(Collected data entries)
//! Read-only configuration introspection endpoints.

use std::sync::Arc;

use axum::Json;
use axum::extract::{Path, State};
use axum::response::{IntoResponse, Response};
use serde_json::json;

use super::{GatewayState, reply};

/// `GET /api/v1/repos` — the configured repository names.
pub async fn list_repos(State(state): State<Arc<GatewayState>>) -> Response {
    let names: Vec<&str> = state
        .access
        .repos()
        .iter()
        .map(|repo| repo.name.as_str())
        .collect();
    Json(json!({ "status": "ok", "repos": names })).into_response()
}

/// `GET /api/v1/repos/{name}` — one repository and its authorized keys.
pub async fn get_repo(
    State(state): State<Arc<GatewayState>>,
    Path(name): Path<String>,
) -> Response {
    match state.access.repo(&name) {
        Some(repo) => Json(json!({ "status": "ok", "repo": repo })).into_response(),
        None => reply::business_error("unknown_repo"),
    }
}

---

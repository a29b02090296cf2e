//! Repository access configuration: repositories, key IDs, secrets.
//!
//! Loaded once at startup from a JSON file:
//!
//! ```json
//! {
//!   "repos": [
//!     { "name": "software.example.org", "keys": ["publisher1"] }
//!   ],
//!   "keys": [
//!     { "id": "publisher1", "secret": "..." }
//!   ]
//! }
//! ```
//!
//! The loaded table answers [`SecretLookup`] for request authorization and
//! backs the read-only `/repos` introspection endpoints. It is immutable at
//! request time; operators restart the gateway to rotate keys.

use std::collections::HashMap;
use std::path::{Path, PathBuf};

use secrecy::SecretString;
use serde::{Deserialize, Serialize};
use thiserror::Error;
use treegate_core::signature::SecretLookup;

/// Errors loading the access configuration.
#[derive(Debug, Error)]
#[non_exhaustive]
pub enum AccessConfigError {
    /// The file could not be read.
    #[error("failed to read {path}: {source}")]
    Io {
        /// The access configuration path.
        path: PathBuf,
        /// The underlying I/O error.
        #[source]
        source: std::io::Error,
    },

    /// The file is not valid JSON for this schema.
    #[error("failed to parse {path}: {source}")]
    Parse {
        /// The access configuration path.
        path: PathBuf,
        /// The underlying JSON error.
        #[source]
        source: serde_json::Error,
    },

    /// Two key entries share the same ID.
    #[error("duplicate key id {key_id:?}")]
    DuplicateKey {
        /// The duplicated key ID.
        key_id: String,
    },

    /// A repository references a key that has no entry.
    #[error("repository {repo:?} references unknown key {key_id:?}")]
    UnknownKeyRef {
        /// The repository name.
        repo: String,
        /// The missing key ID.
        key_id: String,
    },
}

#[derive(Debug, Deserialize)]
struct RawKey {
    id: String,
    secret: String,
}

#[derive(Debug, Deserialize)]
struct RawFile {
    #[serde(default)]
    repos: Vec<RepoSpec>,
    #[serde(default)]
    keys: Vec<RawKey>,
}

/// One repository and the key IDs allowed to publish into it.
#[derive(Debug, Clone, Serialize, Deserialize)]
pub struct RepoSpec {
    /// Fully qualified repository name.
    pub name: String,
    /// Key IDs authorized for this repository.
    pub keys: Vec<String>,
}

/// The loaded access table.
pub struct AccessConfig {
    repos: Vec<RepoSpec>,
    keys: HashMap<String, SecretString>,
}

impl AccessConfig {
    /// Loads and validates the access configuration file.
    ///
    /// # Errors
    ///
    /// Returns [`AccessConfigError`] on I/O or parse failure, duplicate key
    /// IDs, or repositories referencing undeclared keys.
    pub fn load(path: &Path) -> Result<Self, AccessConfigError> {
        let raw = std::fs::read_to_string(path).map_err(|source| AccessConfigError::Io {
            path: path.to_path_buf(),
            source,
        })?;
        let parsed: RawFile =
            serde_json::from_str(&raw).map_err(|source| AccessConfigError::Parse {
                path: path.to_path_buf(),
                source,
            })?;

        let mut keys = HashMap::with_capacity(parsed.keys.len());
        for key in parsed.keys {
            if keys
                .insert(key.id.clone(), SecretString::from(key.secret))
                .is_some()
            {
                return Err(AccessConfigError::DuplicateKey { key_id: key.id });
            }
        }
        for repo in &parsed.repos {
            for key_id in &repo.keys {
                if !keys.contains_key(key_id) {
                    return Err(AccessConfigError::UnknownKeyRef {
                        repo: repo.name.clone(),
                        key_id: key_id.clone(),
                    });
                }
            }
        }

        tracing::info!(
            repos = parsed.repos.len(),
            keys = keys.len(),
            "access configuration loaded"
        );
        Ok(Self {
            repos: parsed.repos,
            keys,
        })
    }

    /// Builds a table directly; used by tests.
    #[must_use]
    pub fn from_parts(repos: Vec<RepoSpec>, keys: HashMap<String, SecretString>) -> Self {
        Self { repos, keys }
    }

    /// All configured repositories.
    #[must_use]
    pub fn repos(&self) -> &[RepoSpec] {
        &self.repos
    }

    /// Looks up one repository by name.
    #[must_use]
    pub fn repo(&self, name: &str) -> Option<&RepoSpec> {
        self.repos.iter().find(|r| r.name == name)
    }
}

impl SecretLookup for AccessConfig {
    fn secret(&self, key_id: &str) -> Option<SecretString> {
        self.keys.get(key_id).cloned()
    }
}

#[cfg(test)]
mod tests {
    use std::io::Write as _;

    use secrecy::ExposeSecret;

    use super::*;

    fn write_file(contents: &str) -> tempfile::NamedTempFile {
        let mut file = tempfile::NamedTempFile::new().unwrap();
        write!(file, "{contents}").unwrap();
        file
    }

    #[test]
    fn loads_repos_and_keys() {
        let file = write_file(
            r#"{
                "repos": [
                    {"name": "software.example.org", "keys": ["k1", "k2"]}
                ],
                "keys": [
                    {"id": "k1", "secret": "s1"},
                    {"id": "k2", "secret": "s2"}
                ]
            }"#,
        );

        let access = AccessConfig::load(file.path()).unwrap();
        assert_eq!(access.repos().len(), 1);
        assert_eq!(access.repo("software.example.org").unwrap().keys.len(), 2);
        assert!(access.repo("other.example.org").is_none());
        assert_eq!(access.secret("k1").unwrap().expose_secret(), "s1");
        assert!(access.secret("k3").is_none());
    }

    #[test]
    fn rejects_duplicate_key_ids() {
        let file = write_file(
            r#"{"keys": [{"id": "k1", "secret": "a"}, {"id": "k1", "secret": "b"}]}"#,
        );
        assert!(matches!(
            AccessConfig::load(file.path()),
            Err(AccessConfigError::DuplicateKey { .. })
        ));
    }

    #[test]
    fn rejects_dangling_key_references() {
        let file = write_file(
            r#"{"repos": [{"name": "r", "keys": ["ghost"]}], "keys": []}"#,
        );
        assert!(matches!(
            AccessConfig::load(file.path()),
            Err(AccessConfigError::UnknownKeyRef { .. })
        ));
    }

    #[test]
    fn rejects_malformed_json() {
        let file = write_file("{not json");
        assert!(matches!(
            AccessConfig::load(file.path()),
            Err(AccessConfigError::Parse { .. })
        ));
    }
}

_Directions for this task_: If a line in the records above contains the string "endpoints", copy that line out.

_Output_:
//! Read-only configuration introspection endpoints.
//! backs the read-only `/repos` introspection endpoints. It is immutable at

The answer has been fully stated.